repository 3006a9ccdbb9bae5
//! Command-line interface

pub mod args;
pub mod commands;

pub use args::{Cli, Commands};
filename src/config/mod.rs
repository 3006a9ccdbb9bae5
//! Configuration management for Stencil

pub mod schema;

pub use schema::Config;

use crate::error::{StencilError, StencilResult};
use std::path::{Path, PathBuf};
use tokio::fs;
use tracing::{debug, info};

/// Configuration manager
pub struct ConfigManager {
    config_path: PathBuf,
}

impl ConfigManager {
    /// Create a new config manager with default path
    pub fn new() -> Self {
        Self {
            config_path: Self::default_config_path(),
        }
    }

    /// Create a config manager with a custom path
    pub fn with_path(path: PathBuf) -> Self {
        Self { config_path: path }
    }

    /// Get the default config file path
    pub fn default_config_path() -> PathBuf {
        dirs::config_dir()
            .unwrap_or_else(|| PathBuf::from("."))
            .join("stencil")
            .join("config.toml")
    }

    /// Load configuration, falling back to defaults if the file is missing
    pub async fn load(&self) -> StencilResult<Config> {
        if !self.config_path.exists() {
            debug!("Config file not found, using defaults");
            return Ok(Config::default());
        }

        self.load_from_file(&self.config_path).await
    }

    /// Load configuration from a specific file
    pub async fn load_from_file(&self, path: &Path) -> StencilResult<Config> {
        let content = fs::read_to_string(path)
            .await
            .map_err(|e| StencilError::io(format!("reading config from {}", path.display()), e))?;

        toml::from_str(&content).map_err(|e| StencilError::ConfigInvalid {
            path: path.to_path_buf(),
            reason: e.to_string(),
        })
    }

    /// Save configuration to file
    pub async fn save(&self, config: &Config) -> StencilResult<()> {
        self.ensure_config_dir().await?;

        let content = toml::to_string_pretty(config)?;
        fs::write(&self.config_path, content).await.map_err(|e| {
            StencilError::io(
                format!("writing config to {}", self.config_path.display()),
                e,
            )
        })?;

        info!("Configuration saved to {}", self.config_path.display());
        Ok(())
    }

    /// Ensure the config directory exists
    async fn ensure_config_dir(&self) -> StencilResult<()> {
        if let Some(parent) = self.config_path.parent() {
            fs::create_dir_all(parent)
                .await
                .map_err(|e| StencilError::ConfigDirCreate {
                    path: parent.to_path_buf(),
                    source: e,
                })?;
        }
        Ok(())
    }

    /// Get the config file path
    pub fn path(&self) -> &Path {
        &self.config_path
    }
}

impl Default for ConfigManager {
    fn default() -> Self {
        Self::new()
    }
}
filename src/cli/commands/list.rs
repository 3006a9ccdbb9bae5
//! List command - show cached templates

use super::{close_cache, open_cache, resolve_prefix};
use crate::cache::CacheEntry;
use crate::cli::args::{ListArgs, OutputFormat};
use crate::config::Config;
use crate::error::StencilResult;
use chrono::Utc;
use console::style;
use serde::Serialize;

/// Execute the list command
pub async fn execute(args: ListArgs, config: &Config) -> StencilResult<()> {
    let prefix = resolve_prefix(&args.cache, config)?;

    let mut cache = open_cache(config, prefix).await?;
    let result = cache.entries().await;
    let entries = close_cache(cache, result).await?;

    match args.format {
        OutputFormat::Table => print_table(&entries),
        OutputFormat::Json => print_json(&entries)?,
        OutputFormat::Plain => print_plain(&entries),
    }

    Ok(())
}

fn print_table(entries: &[CacheEntry]) {
    if entries.is_empty() {
        println!("No cached templates.");
        return;
    }

    println!("{:<63}  {:<16}  {:>8}", "TEMPLATE", "LAST USED", "AGE");
    println!("{}", "-".repeat(91));

    let now = Utc::now();
    for entry in entries {
        let days = (now - entry.last_used).num_days();
        let age = format!("{}d", days);
        let age = if days > 7 {
            style(age).yellow().to_string()
        } else {
            style(age).dim().to_string()
        };
        println!(
            "{:<63}  {:<16}  {:>8}",
            entry.name,
            entry.last_used.format("%Y-%m-%d %H:%M"),
            age
        );
    }

    println!();
    println!("Total: {} template(s)", entries.len());
}

#[derive(Serialize)]
struct EntryJson<'a> {
    name: &'a str,
    digest: &'a str,
    last_used: String,
}

fn entries_json(entries: &[CacheEntry]) -> StencilResult<String> {
    let json: Vec<EntryJson> = entries
        .iter()
        .map(|e| EntryJson {
            name: &e.name,
            digest: &e.digest,
            last_used: e.last_used.to_rfc3339(),
        })
        .collect();
    Ok(serde_json::to_string_pretty(&json)?)
}

fn print_json(entries: &[CacheEntry]) -> StencilResult<()> {
    println!("{}", entries_json(entries)?);
    Ok(())
}

fn print_plain(entries: &[CacheEntry]) {
    for entry in entries {
        println!("{}", entry.name);
    }
}
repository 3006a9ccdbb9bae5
//! Database template cache
//!
//! Provides content-addressed caching of fully initialized databases keyed
//! by a digest of their build inputs. Building a database from modules is
//! slow; cloning a template is cheap.
//!
//! # Naming Model
//!
//! - Templates live in the database server itself, one database each
//! - Name = `prefix-YYYYmmddHHMM-digest`, the timestamp being last use
//! - Names sort by last use within a prefix, so listing order is MRU order
//! - A per-prefix advisory lock serializes all work on a namespace
//!
//! # Retention
//!
//! | Policy | Keeps |
//! |--------|-------|
//! | `trim_size(n)` | the `n` most recently used templates |
//! | `trim_age(d)` | templates used within the last `d` |
//! | `purge()` | nothing |

pub mod clock;
pub mod digest;
pub mod naming;
mod template;

pub use clock::{Clock, ManualClock, SystemClock};
pub use digest::{addons_digest, resolve_module, DEFAULT_EXCLUDES};
pub use naming::{CacheEntry, Digest, Prefix, MAX_IDENTIFIER_LEN};
pub use template::TemplateCache;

============================================================

== WORK TASK ==
Using the records above, report each line that contains the word "defaults" by copying it.

== ANSWER SECTION ==
    /// Load configuration, falling back to defaults if the file is missing
            debug!("Config file not found, using defaults");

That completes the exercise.